The dark synths of “Gimme What I Want” mixes samples, loops and deep bass groves over a mysterious smokey canvas.

“So gimme what I want or I’ll give it to myself,” Cyrus defiantly sings as the instrumentation dabbles in industrial rock. Billy Idol collaboration “Night Crawling” is an upbeat synth rocker fitting of, well, Billy Idol. Again, Cyrus’ smokey voice blends surprisingly well with the ’80s. star’s deep delivery.

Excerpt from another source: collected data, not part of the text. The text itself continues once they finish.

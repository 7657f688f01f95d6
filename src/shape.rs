//! Named-axis ("shape descriptor") array codec.
//!
//! A shape descriptor names a dataset's axes and the ordered tag values
//! along each axis. It is stored as one compact JSON attribute (`json`) on
//! the dataset, built with [`crate::attrs::dumps`]. An axis whose stored
//! value is a bare integer N stands for the implicit tag list `0..N` and is
//! expanded lazily on decode.

use serde_json::{json, Value as Json};

use crate::attrs;
use crate::data::{ArrayData, AttrMap, AttrValue};
use crate::dframe::{ColumnData, DataFrame};
use crate::file::StoreFile;
use crate::{Result, StoreError, JSON_ATTR};

/// Ordered tag values along one axis.
#[derive(Debug, Clone, PartialEq)]
pub enum AxisTags {
    /// Implicit `0..n`.
    Range(usize),
    Ints(Vec<i64>),
    Floats(Vec<f64>),
    Strs(Vec<String>),
}

impl AxisTags {
    pub fn len(&self) -> usize {
        match self {
            AxisTags::Range(n) => *n,
            AxisTags::Ints(v) => v.len(),
            AxisTags::Floats(v) => v.len(),
            AxisTags::Strs(v) => v.len(),
        }
    }

    pub fn is_empty(&self) -> bool {
        self.len() == 0
    }

    pub fn tag_at(&self, i: usize) -> AttrValue {
        match self {
            AxisTags::Range(_) => AttrValue::Int(i as i64),
            AxisTags::Ints(v) => AttrValue::Int(v[i]),
            AxisTags::Floats(v) => AttrValue::Float(v[i]),
            AxisTags::Strs(v) => AttrValue::Str(v[i].clone()),
        }
    }

    /// Resolve a filter value to an index: negative integers count from the
    /// end of the tag list, anything else is a linear lookup.
    pub fn index_of(&self, value: &AttrValue) -> Result<usize> {
        if let AttrValue::Int(k) = value {
            if *k < 0 {
                let idx = self.len() as i64 + k;
                if idx < 0 {
                    return Err(StoreError::InvalidSelector(format!(
                        "index {} out of range for {} tags",
                        k,
                        self.len()
                    )));
                }
                return Ok(idx as usize);
            }
        }
        let found = match (self, value) {
            (AxisTags::Range(n), AttrValue::Int(k)) => {
                let k = *k as usize;
                if k < *n {
                    Some(k)
                } else {
                    None
                }
            }
            (AxisTags::Ints(v), AttrValue::Int(k)) => v.iter().position(|x| x == k),
            (AxisTags::Floats(v), AttrValue::Float(f)) => v.iter().position(|x| x == f),
            (AxisTags::Floats(v), AttrValue::Int(k)) => {
                v.iter().position(|x| *x == *k as f64)
            }
            (AxisTags::Strs(v), AttrValue::Str(s)) => v.iter().position(|x| x == s),
            _ => None,
        };
        found.ok_or_else(|| {
            StoreError::InvalidSelector(format!("tag {:?} not found", value))
        })
    }

    fn to_json(&self) -> Json {
        match self {
            // a bare integer stands for range(n)
            AxisTags::Range(n) => json!(n),
            AxisTags::Ints(v) => json!(v),
            AxisTags::Floats(v) => json!(v),
            AxisTags::Strs(v) => json!(v),
        }
    }

    fn from_json(v: &Json) -> Result<AxisTags> {
        if let Some(n) = v.as_u64() {
            return Ok(AxisTags::Range(n as usize));
        }
        match AttrValue::from_json(v) {
            Some(AttrValue::IntList(v)) => Ok(AxisTags::Ints(v)),
            Some(AttrValue::FloatList(v)) => Ok(AxisTags::Floats(v)),
            Some(AttrValue::StrList(v)) => Ok(AxisTags::Strs(v)),
            _ => Err(StoreError::Serialization(format!(
                "cannot decode axis tags from {}",
                v
            ))),
        }
    }
}

/// Ordered list of named axes with their tag values.
#[derive(Debug, Clone, PartialEq)]
pub struct ShapeDescr {
    pub axes: Vec<(String, AxisTags)>,
}

impl ShapeDescr {
    pub fn new(axes: Vec<(String, AxisTags)>) -> Self {
        ShapeDescr { axes }
    }

    pub fn len(&self) -> usize {
        self.axes.len()
    }

    pub fn is_empty(&self) -> bool {
        self.axes.is_empty()
    }

    pub fn names(&self) -> Vec<&str> {
        self.axes.iter().map(|(n, _)| n.as_str()).collect()
    }

    pub fn get(&self, name: &str) -> Option<&AxisTags> {
        self.axes.iter().find(|(n, _)| n == name).map(|(_, t)| t)
    }
}

/// Attach a shape descriptor to the dataset at `path`.
///
/// `axes` must name every dimension of the dataset, in order; `extra`
/// entries become ordinary attributes. The descriptor itself is encoded as
/// the single `json` attribute.
pub fn set_shape_descr(
    file: &StoreFile,
    path: &str,
    axes: Vec<(String, AxisTags)>,
    extra: &AttrMap,
) -> Result<()> {
    let ndim = file.dataset_shape(path)?.len();
    if axes.len() < ndim {
        return Err(StoreError::ShapeMismatch(format!(
            "the dataset {} has {} dimensions but only {} axes were passed",
            path,
            ndim,
            axes.len()
        )));
    }
    let mut dic = std::collections::BTreeMap::new();
    dic.insert(
        "shape_descr".to_string(),
        json!(axes.iter().map(|(n, _)| n.clone()).collect::<Vec<_>>()),
    );
    for (name, tags) in &axes {
        dic.insert(name.clone(), tags.to_json());
    }
    file.set_attr(path, JSON_ATTR, AttrValue::Str(attrs::dumps(&dic)))?;
    if !extra.is_empty() {
        file.set_attrs(path, &attrs::sanitize_all(extra.clone()))?;
    }
    Ok(())
}

/// Decode a shape descriptor from its JSON payload.
pub fn get_shape_descr(s: &str) -> Result<ShapeDescr> {
    let map = attrs::loads(s)?;
    let names = match map.get("shape_descr") {
        Some(Json::Array(items)) => items
            .iter()
            .map(|v| {
                v.as_str().map(str::to_string).ok_or_else(|| {
                    StoreError::Serialization("shape_descr must hold axis names".to_string())
                })
            })
            .collect::<Result<Vec<_>>>()?,
        _ => {
            return Err(StoreError::Serialization(
                "missing shape_descr in json attribute".to_string(),
            ))
        }
    };
    let mut axes = Vec::with_capacity(names.len());
    for name in names {
        let tags = map
            .get(&name)
            .ok_or_else(|| StoreError::KeyNotFound(name.clone()))
            .and_then(AxisTags::from_json)?;
        axes.push((name, tags));
    }
    Ok(ShapeDescr::new(axes))
}

fn descr_of(file: &StoreFile, path: &str) -> Result<ShapeDescr> {
    match file.get_attr(path, JSON_ATTR)? {
        Some(AttrValue::Str(s)) => get_shape_descr(&s),
        _ => Err(StoreError::KeyNotFound(format!(
            "{} has no shape descriptor",
            path
        ))),
    }
}

/// Select from a named-axis dataset: every filtered axis is narrowed to a
/// length-1 slice, unfiltered axes keep their full extent; rank is
/// preserved.
pub fn sel(file: &StoreFile, path: &str, filters: &[(String, AttrValue)]) -> Result<ArrayData> {
    let descr = descr_of(file, path)?;
    let arr = file.read_array(path)?;
    let mut cuts = Vec::new();
    for (axis, (name, tags)) in descr.axes.iter().enumerate() {
        if let Some((_, value)) = filters.iter().find(|(n, _)| n == name) {
            cuts.push((axis, tags.index_of(value)?));
        }
    }
    Ok(arr.narrow_axes(&cuts))
}

/// Long-format conversion: one output row per combination of tags over the
/// axes not fixed by `filters` (cartesian product, axis order preserved),
/// carrying every axis's tag values plus the scalar at that multi-index.
pub fn dset2df(
    file: &StoreFile,
    path: &str,
    index: Option<&str>,
    filters: &[(String, AttrValue)],
) -> Result<DataFrame> {
    let descr = descr_of(file, path)?;
    let arr = file.read_array(path)?;
    if descr.len() != arr.ndim() {
        return Err(StoreError::ShapeMismatch(format!(
            "{}: descriptor names {} axes but the array has {} dimensions",
            path,
            descr.len(),
            arr.ndim()
        )));
    }

    let mut idx_lists: Vec<Vec<usize>> = Vec::with_capacity(descr.len());
    for (name, tags) in &descr.axes {
        match filters.iter().find(|(n, _)| n == name) {
            Some((_, value)) => idx_lists.push(vec![tags.index_of(value)?]),
            None => idx_lists.push((0..tags.len()).collect()),
        }
    }
    let combos = cartesian(&idx_lists);

    let mut df = DataFrame::new();
    for (axis, (name, tags)) in descr.axes.iter().enumerate() {
        let col = column_from_tags(tags, combos.iter().map(|c| c[axis]));
        df.push_column(name.clone(), col)?;
    }
    let values: Vec<AttrValue> = combos.iter().map(|c| arr.scalar_at(c)).collect();
    df.push_column("value", column_from_values(&arr, values))?;
    if let Some(index) = index {
        df.set_index(index)?;
    }
    Ok(df)
}

fn cartesian(lists: &[Vec<usize>]) -> Vec<Vec<usize>> {
    let mut out: Vec<Vec<usize>> = vec![Vec::new()];
    for list in lists {
        let mut next = Vec::with_capacity(out.len() * list.len());
        for prefix in &out {
            for &i in list {
                let mut combo = prefix.clone();
                combo.push(i);
                next.push(combo);
            }
        }
        out = next;
    }
    out
}

pub(crate) fn column_from_tags(tags: &AxisTags, idxs: impl Iterator<Item = usize>) -> ColumnData {
    match tags {
        AxisTags::Range(_) => ColumnData::Int64(idxs.map(|i| i as i64).collect()),
        AxisTags::Ints(v) => ColumnData::Int64(idxs.map(|i| v[i]).collect()),
        AxisTags::Floats(v) => ColumnData::Float64(idxs.map(|i| v[i]).collect()),
        AxisTags::Strs(v) => ColumnData::Str(idxs.map(|i| v[i].clone()).collect()),
    }
}

fn column_from_values(arr: &ArrayData, values: Vec<AttrValue>) -> ColumnData {
    match arr {
        ArrayData::Bool(_) => ColumnData::Bool(
            values.iter().filter_map(|v| match v {
                AttrValue::Bool(b) => Some(*b),
                _ => None,
            }).collect(),
        ),
        ArrayData::Int64(_) => ColumnData::Int64(
            values.iter().filter_map(AttrValue::as_i64).collect(),
        ),
        ArrayData::Float64(_) => ColumnData::Float64(
            values.iter().filter_map(AttrValue::as_f64).collect(),
        ),
        ArrayData::Str(_) => ColumnData::Str(
            values.into_iter().filter_map(|v| match v {
                AttrValue::Str(s) => Some(s),
                _ => None,
            }).collect(),
        ),
    }
}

Lead single “Midnight Sky” is expertly crafted with whiffs of ’70s Fleetwood Mac. That’s fitting as it has already been remixed as a Stevie Nicks collaboration. Cyrus dials it back on acoustic ballad “High.” The restrained track allows Cyrus’ lyrics and sining to shine. “Hate Me” presents a bit of left turn for this album, incorporating ’90s pop-rock sounds.

Joan Jett makes an appears on “Bad Karma,” a percussive song that explores new territory by mixing dark rhythms and trippy vocal samples. It’s striking how much the two singers’ voices sound like each other (in a good way). Then again, Cyrus went through a rebelling phase in the footsteps of Jett. “Never Be Me” is a dramatic departure as it swerves into nuanced ballad land.

“I don’t want keep you in the dark/ I don’t want to gamble with your heart,” Cyrus sings on the trappings of love. Plastic Hearts concludes with “Golden G String,” again an expressive and tender ballad. The record is striking both for its musical maturity and expert song-craft. Cyrus was well-served by tapping into her inner rock star. The result feels fresh despite its influences.

Plastic Hearts brings a musical urgency that’s often missing in the pop landscape. While 2020 is waning, Cyrus turns in a commanding performance and one of the better pop efforts of the year from an artist who continues to reinvent herself. While she doesn’t stay in place for long, her foray into rock is a fun ride.